─── RECORDS PROVIDED

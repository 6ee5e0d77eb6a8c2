// SPDX-FileCopyrightText: 2026 Pollgate Contributors
// SPDX-License-Identifier: MIT OR Apache-2.0

//! Backend selection.

use std::sync::Arc;
use std::time::Duration;

use pollgate_config::model::{StorageBackend, StorageConfig};
use pollgate_core::{CorrelationIndex, PollgateError, RecordStore, SessionRegistry};
use tracing::info;

use crate::adapter::SqliteStore;
use crate::memory::MemoryStore;

/// The three storage capabilities, all served by one underlying backend.
#[derive(Clone)]
pub struct Backend {
    pub store: Arc<dyn RecordStore>,
    pub sessions: Arc<dyn SessionRegistry>,
    pub index: Arc<dyn CorrelationIndex>,
}

impl Backend {
    /// Exposes one object as all three capabilities.
    pub fn from_shared<T>(inner: Arc<T>) -> Self
    where
        T: RecordStore + SessionRegistry + CorrelationIndex,
    {
        Self {
            store: inner.clone(),
            sessions: inner.clone(),
            index: inner,
        }
    }

    /// A fresh in-memory backend.
    pub fn memory(record_ttl: Duration) -> Self {
        Self::from_shared(Arc::new(MemoryStore::new(record_ttl)))
    }
}

/// Opens the backend named by `storage.backend`. Called once at startup.
pub async fn open_backend(config: &StorageConfig) -> Result<Backend, PollgateError> {
    let backend = match config.backend {
        StorageBackend::Sqlite => Backend::from_shared(Arc::new(SqliteStore::open(config).await?)),
        StorageBackend::Memory => Backend::memory(Duration::from_secs(config.record_ttl_secs)),
    };
    info!(backend = backend.store.name(), "storage backend ready");
    Ok(backend)
}

#[cfg(test)]
mod tests {
    use super::*;
    use pollgate_core::{ChatId, Record, Task};

    #[tokio::test]
    async fn memory_backend_shares_state_across_handles() {
        let config = StorageConfig {
            backend: StorageBackend::Memory,
            ..StorageConfig::default()
        };
        let backend = open_backend(&config).await.unwrap();
        assert_eq!(backend.store.name(), "memory");

        let r = Record::new(Task::new("Pick", vec!["A".into(), "B".into()]));
        backend.store.put(&r).await.unwrap();
        backend.sessions.admit(ChatId(1)).await.unwrap();
        backend
            .index
            .record_delivery(&pollgate_core::DeliveryMapping {
                request_id: r.id.clone(),
                chat_id: ChatId(1),
                poll_id: "p".into(),
                message_id: 1,
                delivered_at: chrono::Utc::now(),
            })
            .await
            .unwrap();
        backend.store.delete(&r.id).await.unwrap();
        assert!(backend.index.resolve("p").await.unwrap_err().is_not_found());
    }

    #[tokio::test]
    async fn sqlite_backend_opens_file() {
        let dir = tempfile::tempdir().unwrap();
        let config = StorageConfig {
            backend: StorageBackend::Sqlite,
            database_path: dir.path().join("b.db").display().to_string(),
            ..StorageConfig::default()
        };
        let backend = open_backend(&config).await.unwrap();
        assert_eq!(backend.store.name(), "sqlite");
        backend.store.close().await.unwrap();
    }
}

──────

#### AIM OF THE TASK:
Retype the records above from the very first line down to the line with "fresh in-memory backend.", keeping both of those lines. Include nothing beyond them.

#### YOUR SOLUTION:
repository 6ee5e0d77eb6a8c2
// SPDX-FileCopyrightText: 2026 Pollgate Contributors
// SPDX-License-Identifier: MIT OR Apache-2.0

//! Backend selection.

use std::sync::Arc;
use std::time::Duration;

use pollgate_config::model::{StorageBackend, StorageConfig};
use pollgate_core::{CorrelationIndex, PollgateError, RecordStore, SessionRegistry};
use tracing::info;

use crate::adapter::SqliteStore;
use crate::memory::MemoryStore;

/// The three storage capabilities, all served by one underlying backend.
#[derive(Clone)]
pub struct Backend {
    pub store: Arc<dyn RecordStore>,
    pub sessions: Arc<dyn SessionRegistry>,
    pub index: Arc<dyn CorrelationIndex>,
}

impl Backend {
    /// Exposes one object as all three capabilities.
    pub fn from_shared<T>(inner: Arc<T>) -> Self
    where
        T: RecordStore + SessionRegistry + CorrelationIndex,
    {
        Self {
            store: inner.clone(),
            sessions: inner.clone(),
            index: inner,
        }
    }

    /// A fresh in-memory backend.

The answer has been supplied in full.